DIRECTIONS FOR THIS TASK: Work out the number of lines with the word "label" in the material below, then reply with that number only.

INPUT FOR THIS TASK:
»»

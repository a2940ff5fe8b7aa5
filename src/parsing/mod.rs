//! Parsing
//!
//! This module is responsible for turning source code from its string form
//! into AST units. Internally it works in two phases:
//! - the [lexer] scans the source text and produces one token at a time
//! - the [parser] pulls those tokens and builds the AST by recursive
//!   descent, with precedence climbing for binary expressions
//!
//! Unlike a whole-program parser, [Parser] yields one top-level unit per
//! call, so a driver can lower each unit before reading the next and keep
//! going after a failed one.

use miette::Diagnostic;
use thiserror::Error;

use crate::ast::Item;
use crate::session::CompilationSession;
use crate::Span;

mod lexer;
mod parser;

pub use lexer::Token;
pub use parser::Parser;

#[derive(Debug, Error, Diagnostic)]
pub enum ParsingError {
    #[error("Expected {expected} but found {found}")]
    UnexpectedToken {
        expected: String,
        found: String,

        #[label("here")]
        span: Span,
    },

    #[error("Unknown token when expecting an expression: {found}")]
    ExpectedExpression {
        found: String,

        #[label("not the start of an expression")]
        span: Span,
    },

    #[error("Invalid precedence {value}; must be between 1 and 100")]
    InvalidPrecedence {
        value: f64,

        #[label("declared here")]
        span: Span,
    },

    #[error("Operator definitions take exactly {expected} operands, found {found}")]
    InvalidOperandCount {
        expected: usize,
        found: usize,

        #[label("in this prototype")]
        span: Span,
    },
}

/// Parse an entire source string into its top-level units.
///
/// Stops at the first syntax error; callers that want recovery drive a
/// [Parser] directly.
pub fn parse(source: &str, session: &mut CompilationSession) -> Result<Vec<Item>, ParsingError> {
    let mut parser = Parser::new(source);
    let mut items = Vec::new();
    while let Some(item) = parser.next_item(session)? {
        items.push(item);
    }
    Ok(items)
}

««

EXERCISE OUTPUT: 4